Department of Neurology, Samsung Medical Center, Sungkyunkwan University School of Medicine, Korea.

BACKGROUND: Anteromesial temporal resection (AMTR) is well established as effective in patients with intractable mesial temporal epilepsy. However, little electroclinical information is available relevant to poor surgical outcome after AMTR. We examined the postoperative electroclinical features based on postoperative MRI and video-EEG monitoring (VEM) in patients with poor surgical outcome. METHODS: We reviewed clinical features and postoperative VEM results in 20 patients with failure in AMTR. According to the postoperative electroclinical features, we classified them into mesial temporal (MT), bitemporal (BT), extramesial temporal (XMT), combined (C), and unclassified groups.
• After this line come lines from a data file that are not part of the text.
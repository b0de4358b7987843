use axum::{extract::State, http::StatusCode, response::IntoResponse, Json};
use tower_sessions::Session;

use crate::{
    model::{
        api::{ErrorDto, MessageDto},
        notification::{NotificationDto, SendNotificationDto},
    },
    server::{
        error::AppError, middleware::auth::AuthGuard,
        model::notification::CreateNotificationParams,
        service::notification::NotificationService, state::AppState,
    },
};

/// Tag for grouping notification endpoints in OpenAPI documentation
pub static NOTIFICATION_TAG: &str = "notification";

/// Broadcast a message to a club.
///
/// The message is stored and becomes visible in the notification feed; nothing is
/// pushed to subscribers.
///
/// # Access Control
/// - Caller must have created the club
#[utoipa::path(
    post,
    path = "/api/clubs/send-notification",
    tag = NOTIFICATION_TAG,
    request_body = SendNotificationDto,
    responses(
        (status = 200, description = "Notification sent", body = MessageDto),
        (status = 401, description = "User not authenticated", body = ErrorDto),
        (status = 403, description = "Caller does not own the club", body = ErrorDto),
        (status = 404, description = "Club not found", body = ErrorDto),
        (status = 500, description = "Internal server error", body = ErrorDto)
    ),
)]
pub async fn send_notification(
    State(state): State<AppState>,
    session: Session,
    Json(payload): Json<SendNotificationDto>,
) -> Result<impl IntoResponse, AppError> {
    let caller = AuthGuard::new(&state.db, &session).require(&[]).await?;

    let service = NotificationService::new(&state.db);
    service
        .send(CreateNotificationParams::from_dto(payload), caller.id)
        .await?;

    Ok((
        StatusCode::OK,
        Json(MessageDto::new("Notification sent successfully")),
    ))
}

/// Get every notification, newest first.
#[utoipa::path(
    get,
    path = "/api/clubs/notifications",
    tag = NOTIFICATION_TAG,
    responses(
        (status = 200, description = "Notifications ordered newest first", body = Vec<NotificationDto>),
        (status = 500, description = "Internal server error", body = ErrorDto)
    ),
)]
pub async fn get_notifications(
    State(state): State<AppState>,
) -> Result<impl IntoResponse, AppError> {
    let service = NotificationService::new(&state.db);
    let notifications = service.get_all().await?;

    let notifications_dto: Vec<NotificationDto> =
        notifications.into_iter().map(|n| n.into_dto()).collect();

    Ok((StatusCode::OK, Json(notifications_dto)))
}
use sea_orm::DatabaseConnection;
use tower_sessions::Session;

use crate::server::{
    data::user::UserRepository,
    error::{auth::AuthError, AppError},
    middleware::session::AuthSession,
    model::user::User,
    service::ownership,
};

/// Access requirement checked by [`AuthGuard::require`].
pub enum Permission {
    /// Caller must be the creator of the club with this id.
    ClubOwner(i32),
}

/// Resolves the session caller and enforces permissions before a handler runs.
pub struct AuthGuard<'a> {
    db: &'a DatabaseConnection,
    session: &'a Session,
}

impl<'a> AuthGuard<'a> {
    pub fn new(db: &'a DatabaseConnection, session: &'a Session) -> Self {
        Self { db, session }
    }

    /// Requires an authenticated caller holding every permission in `permissions`.
    ///
    /// An empty slice only requires authentication.
    ///
    /// # Returns
    /// - `Ok(User)` - The authenticated caller
    /// - `Err(AuthError::UserNotInSession)` - No caller in session
    /// - `Err(AuthError::UserNotInDatabase)` - Session refers to a deleted user
    /// - `Err(AppError::NotFound)` - Permission references a club that does not exist
    /// - `Err(AuthError::NotClubOwner)` - Caller does not own the referenced club
    pub async fn require(&self, permissions: &[Permission]) -> Result<User, AppError> {
        let Some(user_id) = AuthSession::new(self.session).get_user_id().await? else {
            return Err(AuthError::UserNotInSession.into());
        };

        let Some(user) = UserRepository::new(self.db).find_by_id(user_id).await? else {
            return Err(AuthError::UserNotInDatabase(user_id).into());
        };

        for permission in permissions {
            match permission {
                Permission::ClubOwner(club_id) => {
                    ownership::require_club_owner(self.db, *club_id, user.id).await?;
                }
            }
        }

        Ok(user)
    }
}
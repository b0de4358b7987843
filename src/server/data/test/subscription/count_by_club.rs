use super::*;

/// Tests subscribers are counted per club and clubs without subscribers are omitted.
///
/// Expected: Ok with one row per subscribed club, ordered by club id
#[tokio::test]
async fn counts_subscribers_per_club() -> Result<(), DbErr> {
    let test = TestBuilder::new().with_club_tables().build().await.unwrap();
    let db = test.db.as_ref().unwrap();

    let owner = factory::create_user(db).await?;
    let busy = factory::create_club(db, owner.id).await?;
    let empty = factory::create_club(db, owner.id).await?;
    let quiet = factory::create_club(db, owner.id).await?;
    let alice = factory::create_user(db).await?;
    let bob = factory::create_user(db).await?;

    factory::create_subscription(db, alice.id, busy.id).await?;
    factory::create_subscription(db, bob.id, busy.id).await?;
    factory::create_subscription(db, bob.id, quiet.id).await?;

    let counts = SubscriptionRepository::new(db).count_by_club().await?;

    assert_eq!(counts.len(), 2);
    assert_eq!(counts[0].club_id, busy.id);
    assert_eq!(counts[0].subscription_count, 2);
    assert_eq!(counts[1].club_id, quiet.id);
    assert_eq!(counts[1].subscription_count, 1);
    assert!(counts.iter().all(|c| c.club_id != empty.id));

    Ok(())
}

/// Tests counting with no subscriptions at all.
///
/// Expected: Ok with empty list
#[tokio::test]
async fn returns_empty_without_subscriptions() -> Result<(), DbErr> {
    let test = TestBuilder::new().with_club_tables().build().await.unwrap();
    let db = test.db.as_ref().unwrap();

    factory::helpers::create_club_with_owner(db).await?;

    let counts = SubscriptionRepository::new(db).count_by_club().await?;

    assert!(counts.is_empty());

    Ok(())
}
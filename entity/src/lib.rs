//! SeaORM entities for the club hub database.

pub mod prelude;

pub mod club;
pub mod club_meeting;
pub mod club_notification;
pub mod club_subscription;
pub mod user;
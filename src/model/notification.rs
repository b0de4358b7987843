use chrono::{DateTime, Utc};
use serde::{Deserialize, Serialize};
use utoipa::ToSchema;

#[derive(Serialize, Deserialize, ToSchema, PartialEq, Clone, Debug)]
#[serde(rename_all = "camelCase")]
pub struct SendNotificationDto {
    pub club_id: i32,
    pub message: String,
}

#[derive(Serialize, Deserialize, ToSchema, PartialEq, Clone, Debug)]
#[serde(rename_all = "camelCase")]
pub struct NotificationDto {
    pub id: i32,
    pub club_id: i32,
    pub club_name: String,
    pub message: String,
    pub created_at: DateTime<Utc>,
}
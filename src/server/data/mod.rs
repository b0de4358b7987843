//! Database repository layer for all domain entities.
//!
//! Repositories borrow any SeaORM connection (`DatabaseConnection` or an open
//! `DatabaseTransaction`) so services can compose several of them inside one
//! transaction. They return server domain models, never entity models.

pub mod club;
pub mod meeting;
pub mod notification;
pub mod subscription;
pub mod user;
use super::*;

/// Tests subscribe followed by unsubscribe leaves no row.
///
/// Expected: Ok(true) and zero rows for the pair
#[tokio::test]
async fn removes_subscription() -> Result<(), DbErr> {
    let test = TestBuilder::new().with_club_tables().build().await.unwrap();
    let db = test.db.as_ref().unwrap();

    let (_, club) = factory::helpers::create_club_with_owner(db).await?;
    let member = factory::create_user(db).await?;

    let repo = SubscriptionRepository::new(db);
    repo.subscribe(member.id, club.id).await?;
    let removed = repo.unsubscribe(member.id, club.id).await?;

    assert!(removed);
    assert_eq!(subscription_rows(db, member.id, club.id).await?, 0);

    Ok(())
}

/// Tests unsubscribing without a subscription.
///
/// Expected: Ok(false)
#[tokio::test]
async fn returns_false_when_not_subscribed() -> Result<(), DbErr> {
    let test = TestBuilder::new().with_club_tables().build().await.unwrap();
    let db = test.db.as_ref().unwrap();

    let (_, club) = factory::helpers::create_club_with_owner(db).await?;
    let member = factory::create_user(db).await?;

    let removed = SubscriptionRepository::new(db)
        .unsubscribe(member.id, club.id)
        .await?;

    assert!(!removed);

    Ok(())
}

/// Tests only the given pair is removed.
///
/// Expected: other members and other clubs keep their subscriptions
#[tokio::test]
async fn leaves_other_pairs_untouched() -> Result<(), DbErr> {
    let test = TestBuilder::new().with_club_tables().build().await.unwrap();
    let db = test.db.as_ref().unwrap();

    let (owner, club) = factory::helpers::create_club_with_owner(db).await?;
    let other_club = factory::create_club(db, owner.id).await?;
    let alice = factory::create_user(db).await?;
    let bob = factory::create_user(db).await?;

    factory::create_subscription(db, alice.id, club.id).await?;
    factory::create_subscription(db, alice.id, other_club.id).await?;
    factory::create_subscription(db, bob.id, club.id).await?;

    SubscriptionRepository::new(db)
        .unsubscribe(alice.id, club.id)
        .await?;

    assert_eq!(subscription_rows(db, alice.id, club.id).await?, 0);
    assert_eq!(subscription_rows(db, alice.id, other_club.id).await?, 1);
    assert_eq!(subscription_rows(db, bob.id, club.id).await?, 1);

    Ok(())
}
use sea_orm_migration::{prelude::*, schema::*};

use super::m20241015_000001_create_user_table::User;

#[derive(DeriveMigrationName)]
pub struct Migration;

#[async_trait::async_trait]
impl MigrationTrait for Migration {
    async fn up(&self, manager: &SchemaManager) -> Result<(), DbErr> {
        manager
            .create_table(
                Table::create()
                    .table(Club::Table)
                    .if_not_exists()
                    .col(pk_auto(Club::Id))
                    .col(string(Club::Name))
                    .col(text(Club::Description))
                    .col(integer(Club::CreatedBy))
                    .foreign_key(
                        ForeignKey::create()
                            .name("fk_club_created_by")
                            .from(Club::Table, Club::CreatedBy)
                            .to(User::Table, User::Id)
                            .on_delete(ForeignKeyAction::Cascade)
                            .on_update(ForeignKeyAction::Cascade),
                    )
                    .to_owned(),
            )
            .await?;

        manager
            .create_index(
                Index::create()
                    .name("idx_club_created_by")
                    .table(Club::Table)
                    .col(Club::CreatedBy)
                    .to_owned(),
            )
            .await
    }

    async fn down(&self, manager: &SchemaManager) -> Result<(), DbErr> {
        manager
            .drop_table(Table::drop().table(Club::Table).to_owned())
            .await
    }
}

#[derive(DeriveIden)]
pub enum Club {
    Table,
    Id,
    Name,
    Description,
    CreatedBy,
}
use axum::{
    extract::{Path, State},
    http::StatusCode,
    response::IntoResponse,
    Json,
};
use tower_sessions::Session;

use crate::{
    model::{
        api::{ErrorDto, MessageDto},
        subscription::{SetSubscriptionDto, SubscriberDto, SubscriptionCountDto},
    },
    server::{
        error::AppError,
        middleware::auth::{AuthGuard, Permission},
        service::subscription::SubscriptionService,
        state::AppState,
    },
};

/// Tag for grouping subscription endpoints in OpenAPI documentation
pub static SUBSCRIPTION_TAG: &str = "subscription";

/// Subscribe the caller to a club or unsubscribe them.
///
/// Repeating either request is harmless.
///
/// # Access Control
/// - Authenticated caller, acting on their own membership
///
/// # Returns
/// - `200 OK` - Membership in the requested state
/// - `401 Unauthorized` - User not authenticated
/// - `404 Not Found` - Subscribing to a club that does not exist
/// - `500 Internal Server Error` - Database error
#[utoipa::path(
    post,
    path = "/api/clubs/subscribe",
    tag = SUBSCRIPTION_TAG,
    request_body = SetSubscriptionDto,
    responses(
        (status = 200, description = "Subscription updated", body = MessageDto),
        (status = 401, description = "User not authenticated", body = ErrorDto),
        (status = 404, description = "Club not found", body = ErrorDto),
        (status = 500, description = "Internal server error", body = ErrorDto)
    ),
)]
pub async fn set_subscription(
    State(state): State<AppState>,
    session: Session,
    Json(payload): Json<SetSubscriptionDto>,
) -> Result<impl IntoResponse, AppError> {
    let caller = AuthGuard::new(&state.db, &session).require(&[]).await?;

    let service = SubscriptionService::new(&state.db);
    service
        .set_subscription(caller.id, payload.club_id, payload.is_subscribed)
        .await?;

    let message = if payload.is_subscribed {
        "Successfully subscribed to club"
    } else {
        "Successfully unsubscribed from club"
    };

    Ok((StatusCode::OK, Json(MessageDto::new(message))))
}

/// Get the ids of the clubs the caller is subscribed to.
#[utoipa::path(
    get,
    path = "/api/clubs/subscriptions",
    tag = SUBSCRIPTION_TAG,
    responses(
        (status = 200, description = "Subscribed club ids", body = Vec<i32>),
        (status = 401, description = "User not authenticated", body = ErrorDto),
        (status = 500, description = "Internal server error", body = ErrorDto)
    ),
)]
pub async fn get_subscriptions(
    State(state): State<AppState>,
    session: Session,
) -> Result<impl IntoResponse, AppError> {
    let caller = AuthGuard::new(&state.db, &session).require(&[]).await?;

    let service = SubscriptionService::new(&state.db);
    let club_ids = service.get_club_ids(caller.id).await?;

    Ok((StatusCode::OK, Json(club_ids)))
}

/// Get subscriber counts per club.
///
/// Clubs without subscribers are omitted; treat a missing club as zero.
#[utoipa::path(
    get,
    path = "/api/clubs/subscription-count",
    tag = SUBSCRIPTION_TAG,
    responses(
        (status = 200, description = "Subscriber count per club", body = Vec<SubscriptionCountDto>),
        (status = 500, description = "Internal server error", body = ErrorDto)
    ),
)]
pub async fn get_subscription_counts(
    State(state): State<AppState>,
) -> Result<impl IntoResponse, AppError> {
    let service = SubscriptionService::new(&state.db);
    let counts = service.get_counts().await?;

    let counts_dto: Vec<SubscriptionCountDto> =
        counts.into_iter().map(|c| c.into_dto()).collect();

    Ok((StatusCode::OK, Json(counts_dto)))
}

/// Get the subscribers of a club.
///
/// # Access Control
/// - `ClubOwner` - Only the club's creator can see who subscribed
#[utoipa::path(
    get,
    path = "/api/clubs/subscribers/{club_id}",
    tag = SUBSCRIPTION_TAG,
    params(
        ("club_id" = i32, Path, description = "Club ID")
    ),
    responses(
        (status = 200, description = "Subscribers ordered by join time", body = Vec<SubscriberDto>),
        (status = 401, description = "User not authenticated", body = ErrorDto),
        (status = 403, description = "Caller does not own the club", body = ErrorDto),
        (status = 404, description = "Club not found", body = ErrorDto),
        (status = 500, description = "Internal server error", body = ErrorDto)
    ),
)]
pub async fn get_subscribers(
    State(state): State<AppState>,
    session: Session,
    Path(club_id): Path<i32>,
) -> Result<impl IntoResponse, AppError> {
    let _ = AuthGuard::new(&state.db, &session)
        .require(&[Permission::ClubOwner(club_id)])
        .await?;

    let service = SubscriptionService::new(&state.db);
    let subscribers = service.get_subscribers(club_id).await?;

    let subscribers_dto: Vec<SubscriberDto> =
        subscribers.into_iter().map(|s| s.into_dto()).collect();

    Ok((StatusCode::OK, Json(subscribers_dto)))
}
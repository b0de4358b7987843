//! Request guards and session helpers used by controllers.

pub mod auth;
pub mod session;

#[cfg(test)]
mod test;
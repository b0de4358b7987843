//! HTTP request handlers.
//!
//! Controllers resolve the caller through `AuthGuard`, convert DTOs into parameter
//! models, call a service and convert the result back into a DTO. They hold no
//! business logic of their own.

pub mod auth;
pub mod club;
pub mod meeting;
pub mod notification;
pub mod subscription;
The postoperative VEM results were compared among the groups. Surgical outcome was assessed in five patients who underwent reoperation. RESULTS: Patients comprised 6 MT, 2 BT, 6 XMT, 1 C, and 6 unclassified. Aura and automatism were more frequent in MT (50.0%, 83.3%) than in XMT (16.7%, 33.3%). Theta to delta rhythm, during the ictal onset and build-up period, was more frequent in MT (83.3%, 66.7%) than in XMT (33.3%, 33.3%). The ictal onset and build-up pattern of ictal EEG were most frequently localized to the frontotemporal region in MT (66.7%, 100.0%), while there was no predominantly localized region in XMT. The surgical outcome after reoperation was better in MT group than in XMT and C groups. CONCLUSIONS: Postoperative MRI and VEM are useful to assess the postoperative electroclinical features in failed AMTR. Reoperation of the residual mesiotemporal structures after confirming epileptogenic foci may have good surgical outcome.